The financial services industry has long been the target for criminals; whether it’s banks, insurers or fintech companies, bad actors have always found nefarious ways to attack the system and make ill-gotten gains.

But now, in a world that revolves around technology, criminals have become even more sophisticated in their methods of attack, leaving financial firms more exposed than ever. So how do financial services firms keep up, and what attacks do they need to be most aware of?

The current landscape

Criminals have launched an unprecedented volume and diversity of attacks against financial institutions in the last 12 months.

Lexis Nexis Risk Solutions’  Future Financial Crime Risks Report reveals that just over two thirds of firms have been exposed to ‘money mules’ whose bank accounts were targeted to launder proceeds of crime.

A significant proportion of financial institutions surveyed also reported exposure to the criminal use of third parties such as law firms, accountancy firms and estate agents; trade-based money laundering schemes; the proceeds of trafficking; the abuse of corporate structures; the misuse of digital currencies; and the misuse of prepaid cards.

Worryingly, these attacks are not being launched indiscriminately either. Criminals are now adapting their approach depending on which industry is being targeted in order to exploit the specific weaknesses inherent within that given sector.

For example, while just under half of banks (45%) reported exposure to money mules during the previous 12 months, this rose to 56% among building societies and to 60% for challenger banks.

This suggests that challenger banks are simply not capable of identifying and deterring money mules as competently as retail banks. As a result, criminals are increasingly targeting different organisations with specific methodologies, where their controls are seen as weakest.

Fighting back

These statistics are likely to be just the tip of the iceberg. As financial crime has grown in complexity, so too has detecting it. Reports show that most financial firms are not confident in their ability to detect many of the most prevalent crimes cited.

Around half of those surveyed admitted failure to detect the proceeds of trafficking, trade-based money laundering schemes, the misuse of corporate structures, and the misuse of digital currencies, with some highlighting that they simply don’t have the data points to be able to detect these types of offences.

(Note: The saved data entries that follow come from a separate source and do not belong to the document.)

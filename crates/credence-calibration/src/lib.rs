//! Credence Calibration
//!
//! Measures and corrects the gap between the confidence a claim states and
//! how often claims at that confidence turn out to be true.
//!
//! # Overview
//!
//! - **Measurement**: [`compute_calibration_curve`] buckets labelled samples
//!   and reports ECE, MCE, overconfidence and the Brier score;
//!   [`compute_smooth_ece`] gives a bucket-free alternative.
//! - **Correction**: [`isotonic_calibration`] fits a monotone mapping from raw
//!   score to probability; [`apply_bootstrap_calibration`] blends raw scores
//!   with Beta-smoothed bucket rates when data is scarce.
//! - **Sample-size planning**: [`compute_min_samples_for_calibration`] and
//!   friends apply Hoeffding's inequality to say how much labelled data a
//!   tolerance needs.
//!
//! ## Bootstrap tiers
//!
//! | Samples | Weight | Prior | Isotonic |
//! |---------|--------|-------|----------|
//! | < 10 | 0.0 | Beta(1, 1) | no |
//! | 10 - 49 | 0.3 | Beta(2, 2) | no |
//! | 50 - 199 | 0.6 | Beta(1, 1) | yes |
//! | ≥ 200 | 1.0 | Beta(0.5, 0.5) | yes |
//!
//! # Usage
//!
//! ```
//! use credence_calibration::{
//!     build_calibration_report, compute_calibration_curve, CalibrationSample, CurveOptions,
//! };
//!
//! let samples = vec![
//!     CalibrationSample::new(0.05, false),
//!     CalibrationSample::new(0.15, true),
//!     CalibrationSample::new(0.25, true),
//!     CalibrationSample::new(0.85, false),
//!     CalibrationSample::new(0.95, true),
//! ];
//!
//! let curve = compute_calibration_curve(&samples, &CurveOptions::coarse()).unwrap();
//! assert!((curve.ece - 0.47).abs() < 1e-9);
//!
//! let report = build_calibration_report("nightly", curve);
//! assert!(report.adjustments.contains_key("[0.00, 0.20)"));
//! ```
//!
//! # Configuration
//!
//! Curve and smoothing options can be configured via TOML:
//!
//! ```toml
//! [curve]
//! bucket_count = 10
//!
//! [smooth_ece]
//! kernel = "gaussian"
//! num_eval_points = 100
//! ```

#![warn(missing_docs)]

mod bootstrap;
mod bounds;
mod config;
mod curve;
mod error;
mod isotonic;
mod smooth_ece;

pub use bootstrap::{
    apply_bootstrap_calibration, bayesian_smooth, bootstrap_calibration, BetaPrior,
    BootstrapConfig, BootstrapTier, BucketCounts,
};
pub use bounds::{
    check_calibration_requirements, compute_achievable_accuracy,
    compute_min_samples_for_calibration, CalibrationRequirements, SampleRequirement,
};
pub use config::{CurveOptions, KernelType, SmoothEceOptions};
pub use curve::{
    adjust_confidence_score, build_calibration_report, compute_calibration_curve,
    BucketAdjustment, CalibrationBucket, CalibrationCurve, CalibrationReport, CalibrationSample,
};
pub use error::{CalibrationError, CalibrationResult};
pub use isotonic::{
    apply_isotonic_mapping, calibrate_confidence, isotonic_calibration, IsotonicMapping,
    IsotonicPoint, Prediction,
};
pub use smooth_ece::{compute_smooth_ece, silverman_bandwidth, SmoothCurvePoint, SmoothEceResult};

To make up for these weaknesses, firms have been pumping funds into compliance measures, causing the cost of compliance to mount. For mid to large UK firms, the average annual cost of compliance is now £45.1 million, while for small UK firms the average cost is £8.8 million. Much of this spend is geared towards labour, with firms typically spending twice as much of their compliance budgets on people, as compared with technology.

Firms will always need to spend money on the processes required to demonstrate compliance, of course, but they must also think about how they can make better use of the technology available to help them proactively fight crime. After all, criminals are using the most advanced technology for their attacks, so firms will need to match these efforts in order to prevent them.

Overhaul of defences

By analysing their data more effectively, organisations can obtain greater insights into the individuals and transactions involved in the complex, inter-connected and evolving financial crime ecosystem. As a result, they can gain a much clearer picture on a number of risks that traditional methods of crime detection would have missed. However, financial services firms on the whole, have been slow to implement such techniques.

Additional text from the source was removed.